In a recent thread on python-ideas, Stephan Sahm suggested, in effect, changing the method resolution order (MRO) from C3-linearization to a simple depth-first search a la old-school Python or C++. I don't think he realized that's what he was proposing at first, but the key idea is that he wants Mixin to override A in B as well as overriding object in A in this code:

class Mixin: pass
class A(Mixin): pass
class B(Mixin, A): pass

In other words, the MRO should be B-Mixin-A-Mixin-object. (Why not B-Mixin-object-A-Mixin-object? I think he just didn't think that through, but let's not worry about that.) After all, why would he put Mixin before A if he didn't want it to override A in B? And why would he attach Mixin to A if he didn't want it to override object in A?

Well, that doesn't actually work. The whole point of linearization is that each class appears only once in the MRO, and many feature of Python--including super, which he wanted to make extensive use of--depend on that. For example, with his MRO, inside Mixin.spam, super().spam() is going to call A.spam, and its super().spam() is going to call Mixin.spam(), and you've obviously got a RecursionError on your hands.

I think ultimately, his problem is that what he wants isn't really a mixin class (in typical Python terms--in general OO programming terms, it's one of the most overloaded words you can find...). For example, a wrapper class factory could do exactly what he wants, like this:

def Wrapper(cls): return cls
class A(Wrapper(object)): pass
class B(Wrapper(A)): pass

And there are other ways to get where he wants.
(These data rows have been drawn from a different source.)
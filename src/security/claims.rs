use serde::{Deserialize, Serialize};

/// Verified caller identity returned by the auth delegate.
///
/// Lifetime is one request: claims are attached to the request extensions
/// for logging and auditing, never persisted, and gate no authorization
/// decisions in this subsystem.
#[derive(Debug, Clone, Serialize, Deserialize, PartialEq, Eq)]
pub struct Claims {
    pub subject: String,
    pub username: String,
    pub email: String,
}
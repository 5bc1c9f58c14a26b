//! Streaming chat gateway server.
//!
//! Entry point: loads configuration, wires the state, and serves until
//! interrupted.

use std::sync::Arc;

use dotenvy::dotenv;
use mimalloc::MiMalloc;
use tracing_subscriber::{EnvFilter, fmt, layer::SubscriberExt, util::SubscriberInitExt};

use chat_gateway::config::AppConfig;
use chat_gateway::server;

/// Global allocator for improved performance (M-MIMALLOC-APPS).
#[global_allocator]
static GLOBAL: MiMalloc = MiMalloc;

#[tokio::main]
async fn main() {
    // Initialize tracing (M-LOG-STRUCTURED)
    tracing_subscriber::registry()
        .with(fmt::layer().with_target(true))
        .with(EnvFilter::from_default_env().add_directive("info".parse().unwrap()))
        .init();

    // Load .env (if present)
    let _ = dotenv();

    let config = match AppConfig::load() {
        Ok(config) => Arc::new(config),
        Err(e) => {
            eprintln!("Configuration error: {e}");
            std::process::exit(1);
        }
    };

    if let Err(e) = server::start_server(config).await {
        tracing::error!(error = %e, "server failed");
        std::process::exit(1);
    }
}
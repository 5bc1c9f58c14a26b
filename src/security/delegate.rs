//! Bearer-token verification by delegation.
//!
//! The delegate does one network round trip per verification: a GET to the
//! external profile endpoint with the caller's token. There is no retry and
//! no caching; every request re-verifies.

use std::time::Duration;

use reqwest::StatusCode;
use serde::Deserialize;
use thiserror::Error;

use super::claims::Claims;

/// Upper bound on one verification round trip.
const VERIFY_TIMEOUT: Duration = Duration::from_secs(5);

/// Why a token failed verification.
#[derive(Debug, Error)]
pub enum AuthError {
    #[error("empty bearer token")]
    EmptyToken,
    #[error("auth service unreachable: {0}")]
    Unreachable(String),
    #[error("auth service rejected token: {0}")]
    Rejected(StatusCode),
    #[error("failed to decode auth response: {0}")]
    Decode(String),
    #[error("auth service returned an empty subject id")]
    InvalidIdentity,
}

#[derive(Debug, Deserialize)]
struct ProfileResponse {
    #[serde(default)]
    data: ProfileData,
}

#[derive(Debug, Default, Deserialize)]
#[serde(default)]
struct ProfileData {
    id: String,
    username: String,
    email: String,
}

/// Client for the external identity service's profile endpoint.
#[derive(Debug, Clone)]
pub struct AuthDelegate {
    http: reqwest::Client,
    profile_url: String,
}

impl AuthDelegate {
    /// Create a delegate for the given profile URL.
    pub fn new(profile_url: String) -> reqwest::Result<Self> {
        let http = reqwest::Client::builder().timeout(VERIFY_TIMEOUT).build()?;
        Ok(Self { http, profile_url })
    }

    /// Verify a bearer token, returning the caller's claims.
    pub async fn verify(&self, token: &str) -> Result<Claims, AuthError> {
        let token = token.trim();
        if token.is_empty() {
            return Err(AuthError::EmptyToken);
        }

        let response = self
            .http
            .get(&self.profile_url)
            .bearer_auth(token)
            .send()
            .await
            .map_err(|e| AuthError::Unreachable(e.to_string()))?;

        if response.status() != StatusCode::OK {
            return Err(AuthError::Rejected(response.status()));
        }

        let profile: ProfileResponse = response
            .json()
            .await
            .map_err(|e| AuthError::Decode(e.to_string()))?;

        if profile.data.id.is_empty() {
            return Err(AuthError::InvalidIdentity);
        }

        Ok(Claims {
            subject: profile.data.id,
            username: profile.data.username,
            email: profile.data.email,
        })
    }
}
//! Upstream streaming chat client.
//!
//! Issues the outbound POST carrying the normalized message history to the
//! token-streaming backend and exposes the raw response body as a byte
//! stream. Framing of that stream into token lines lives in
//! [`crate::translate`]; this module only owns the HTTP exchange.

use bytes::Bytes;
use futures::Stream;
use reqwest::{StatusCode, header};
use serde::{Deserialize, Serialize};
use thiserror::Error;

/// Path of the streaming chat endpoint, relative to the configured base URL.
pub const STREAM_PATH: &str = "/v1/chat/stream";

/// Longest upstream error body echoed back in an error message.
const BODY_EXCERPT_LIMIT: usize = 512;

/// Role of a message author in the upstream protocol.
#[derive(Debug, Clone, Copy, PartialEq, Eq, Serialize, Deserialize)]
#[serde(rename_all = "lowercase")]
pub enum ChatRole {
    System,
    User,
    Assistant,
    Tool,
}

/// One message of the normalized history sent upstream.
#[derive(Debug, Clone, PartialEq, Eq, Serialize, Deserialize)]
pub struct UpstreamMessage {
    pub role: ChatRole,
    pub content: String,
}

#[derive(Serialize)]
struct UpstreamChatRequest<'a> {
    messages: &'a [UpstreamMessage],
}

/// Failure of the outbound upstream call. Never retried here.
#[derive(Debug, Error)]
pub enum UpstreamError {
    #[error("upstream unavailable: {0}")]
    Unavailable(String),
    #[error("llm proxy error: {status} {body}")]
    Rejected { status: StatusCode, body: String },
}

/// Client for the token-streaming chat backend.
#[derive(Debug, Clone)]
pub struct UpstreamClient {
    http: reqwest::Client,
    base_url: String,
    token: Option<String>,
}

impl UpstreamClient {
    /// Create a client for the given base URL with an optional bearer token.
    #[must_use]
    pub fn new(base_url: &str, token: Option<String>) -> Self {
        Self {
            http: reqwest::Client::new(),
            base_url: base_url.trim_end_matches('/').to_string(),
            token: token.filter(|t| !t.trim().is_empty()),
        }
    }

    fn stream_url(&self) -> String {
        format!("{}{STREAM_PATH}", self.base_url)
    }

    /// POST the normalized history and return the raw response byte stream.
    ///
    /// A non-200 response is drained for an excerpt and surfaced as
    /// [`UpstreamError::Rejected`]; transport failures become
    /// [`UpstreamError::Unavailable`].
    pub async fn stream_chat(
        &self,
        messages: &[UpstreamMessage],
    ) -> Result<impl Stream<Item = reqwest::Result<Bytes>> + use<>, UpstreamError> {
        let mut request = self
            .http
            .post(self.stream_url())
            .header(header::ACCEPT, "text/event-stream")
            .json(&UpstreamChatRequest { messages });
        if let Some(token) = &self.token {
            request = request.bearer_auth(token);
        }

        let response = request
            .send()
            .await
            .map_err(|e| UpstreamError::Unavailable(e.to_string()))?;

        let status = response.status();
        if status != StatusCode::OK {
            let body = response.text().await.unwrap_or_default();
            return Err(UpstreamError::Rejected {
                status,
                body: excerpt(&body),
            });
        }

        Ok(response.bytes_stream())
    }

    /// Forward a caller's raw body to the streaming endpoint verbatim.
    ///
    /// Used by the pass-through route; the response is handed back whole so
    /// the gateway can pipe its bytes 1:1 without reparsing.
    pub async fn forward_raw(
        &self,
        content_type: Option<String>,
        body: reqwest::Body,
    ) -> Result<reqwest::Response, UpstreamError> {
        let mut request = self
            .http
            .post(self.stream_url())
            .header(header::ACCEPT, "text/event-stream")
            .body(body);
        if let Some(content_type) = content_type {
            request = request.header(header::CONTENT_TYPE, content_type);
        }
        if let Some(token) = &self.token {
            request = request.bearer_auth(token);
        }

        let response = request
            .send()
            .await
            .map_err(|e| UpstreamError::Unavailable(e.to_string()))?;

        let status = response.status();
        if status != StatusCode::OK {
            let body = response.text().await.unwrap_or_default();
            return Err(UpstreamError::Rejected {
                status,
                body: excerpt(&body),
            });
        }

        Ok(response)
    }
}

fn excerpt(body: &str) -> String {
    let trimmed = body.trim();
    if trimmed.len() <= BODY_EXCERPT_LIMIT {
        return trimmed.to_string();
    }
    let mut end = BODY_EXCERPT_LIMIT;
    while !trimmed.is_char_boundary(end) {
        end -= 1;
    }
    trimmed[..end].to_string()
}

#[cfg(test)]
mod tests {
    use super::*;

    #[test]
    fn test_role_serialization() {
        let message = UpstreamMessage {
            role: ChatRole::Assistant,
            content: "hi".to_string(),
        };
        let json = serde_json::to_string(&message).unwrap();
        assert_eq!(json, r#"{"role":"assistant","content":"hi"}"#);
    }

    #[test]
    fn test_base_url_trailing_slash_trimmed() {
        let client = UpstreamClient::new("http://localhost:9000/", None);
        assert_eq!(client.stream_url(), "http://localhost:9000/v1/chat/stream");
    }

    #[test]
    fn test_blank_token_treated_as_absent() {
        let client = UpstreamClient::new("http://localhost:9000", Some("  ".to_string()));
        assert!(client.token.is_none());
    }

    #[test]
    fn test_excerpt_caps_long_bodies() {
        let long = "x".repeat(2048);
        assert_eq!(excerpt(&long).len(), 512);
        assert_eq!(excerpt("  short  "), "short");
    }
}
Anyway, changing the default MRO in Python this way is a non-starter. But if he wants to make that change manually, how hard is it? And could he build a function that lets his classes could cooperate using that function instead of super?

Customizing MRO


The first step is to build the custom MRO. This is pretty easy. He wants a depth-first search of all bases, so:

[cls] + list(itertools.chain.from_iterable(base.__mro__ for base in cls.__bases__))

Or, if leaving the extra object out was intentional, that's almost as easy:

[cls] + list(itertools.chain.from_iterable(base.__mro__[:-1] for base in cls.__bases__)) + [object]

But now, how do we get that into the class's __mro__ attribute?

It's a read-only property; you can't just set it. And, even if you could, you need type.__new__ to actually return something for you to modify--but if you give it a non-linearizable inheritance tree, it'll raise an exception. And finally, even if you could get it set the way you want, every time __bases__ is changed, __mro__ is automatically rebuilt.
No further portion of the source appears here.